(Beginning of RECORDS SUPPLIED)

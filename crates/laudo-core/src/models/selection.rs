use std::fmt;
use std::str::FromStr;

use serde::{Deserialize, Serialize};
use ts_rs::TS;

use crate::error::CoreError;

/// Upper bound on the instances of one multi-occurrence finding. Larger
/// counts are treated like any other unusable quantity text.
pub const MAX_QUANTITY: usize = 10_000;

/// Side qualifier of a finding occurrence.
#[derive(Debug, Clone, Copy, PartialEq, Eq, Hash, Serialize, Deserialize, TS)]
#[serde(rename_all = "snake_case")]
#[ts(export)]
pub enum Laterality {
    Left,
    Right,
    Both,
}

impl Laterality {
    /// Label used in rendered reports.
    pub fn label(&self) -> &'static str {
        match self {
            Laterality::Left => "Esquerdo",
            Laterality::Right => "Direito",
            Laterality::Both => "Bilateral",
        }
    }
}

impl fmt::Display for Laterality {
    fn fmt(&self, f: &mut fmt::Formatter<'_>) -> fmt::Result {
        f.write_str(self.label())
    }
}

impl FromStr for Laterality {
    type Err = CoreError;

    fn from_str(s: &str) -> Result<Self, Self::Err> {
        match s.trim().to_lowercase().as_str() {
            "left" | "esquerdo" | "esquerda" => Ok(Laterality::Left),
            "right" | "direito" | "direita" => Ok(Laterality::Right),
            "both" | "bilateral" | "ambos" => Ok(Laterality::Both),
            _ => Err(CoreError::InvalidLaterality(s.to_string())),
        }
    }
}

/// One occurrence of a multi-occurrence finding.
#[derive(Debug, Clone, Default, PartialEq, Eq, Serialize, Deserialize, TS)]
#[ts(export)]
pub struct FindingInstance {
    /// Free-form, interpreted as millimetres and rendered verbatim.
    #[serde(default)]
    pub size: String,
    #[serde(default)]
    pub laterality: Option<Laterality>,
}

impl FindingInstance {
    pub const EMPTY: Self = Self {
        size: String::new(),
        laterality: None,
    };

    pub fn new(size: impl Into<String>, laterality: Option<Laterality>) -> Self {
        Self {
            size: size.into(),
            laterality,
        }
    }
}

/// Current selection state of one finding within a session.
///
/// For multi-occurrence findings `instances` holds one entry per occurrence
/// and `size`/`laterality` are unused; otherwise the single occurrence lives
/// in `size`/`laterality` and `instances` stays empty.
#[derive(Debug, Clone, Default, PartialEq, Eq, Serialize, Deserialize, TS)]
#[ts(export)]
pub struct FindingState {
    pub is_checked: bool,
    #[serde(default)]
    pub size: String,
    #[serde(default)]
    pub laterality: Option<Laterality>,
    /// Quantity exactly as typed, including transient invalid input.
    #[serde(default)]
    pub quantity_text: String,
    #[serde(default)]
    pub instances: Vec<FindingInstance>,
}

impl FindingState {
    pub const EMPTY: Self = Self {
        is_checked: false,
        size: String::new(),
        laterality: None,
        quantity_text: String::new(),
        instances: Vec::new(),
    };

    pub fn is_empty(&self) -> bool {
        *self == Self::EMPTY
    }
}

/// Parse quantity text typed by the user.
///
/// Returns `None` for blank, non-numeric, zero or negative input, and for
/// counts above [`MAX_QUANTITY`];
/// callers treat that as "no instances", never as an error.
pub fn parse_quantity(text: &str) -> Option<usize> {
    text.trim()
        .parse::<usize>()
        .ok()
        .filter(|n| (1..=MAX_QUANTITY).contains(n))
}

(End of RECORDS SUPPLIED)

TASK DESCRIPTION: Begin with the first line of the listing above and write out each line exactly, ending with the line that contains "impl fmt::Display for".

OUTPUT FOR THIS EXERCISE:
filename crates/laudo-core/src/models/selection.rs
use std::fmt;
use std::str::FromStr;

use serde::{Deserialize, Serialize};
use ts_rs::TS;

use crate::error::CoreError;

/// Upper bound on the instances of one multi-occurrence finding. Larger
/// counts are treated like any other unusable quantity text.
pub const MAX_QUANTITY: usize = 10_000;

/// Side qualifier of a finding occurrence.
#[derive(Debug, Clone, Copy, PartialEq, Eq, Hash, Serialize, Deserialize, TS)]
#[serde(rename_all = "snake_case")]
#[ts(export)]
pub enum Laterality {
    Left,
    Right,
    Both,
}

impl Laterality {
    /// Label used in rendered reports.
    pub fn label(&self) -> &'static str {
        match self {
            Laterality::Left => "Esquerdo",
            Laterality::Right => "Direito",
            Laterality::Both => "Bilateral",
        }
    }
}

impl fmt::Display for Laterality {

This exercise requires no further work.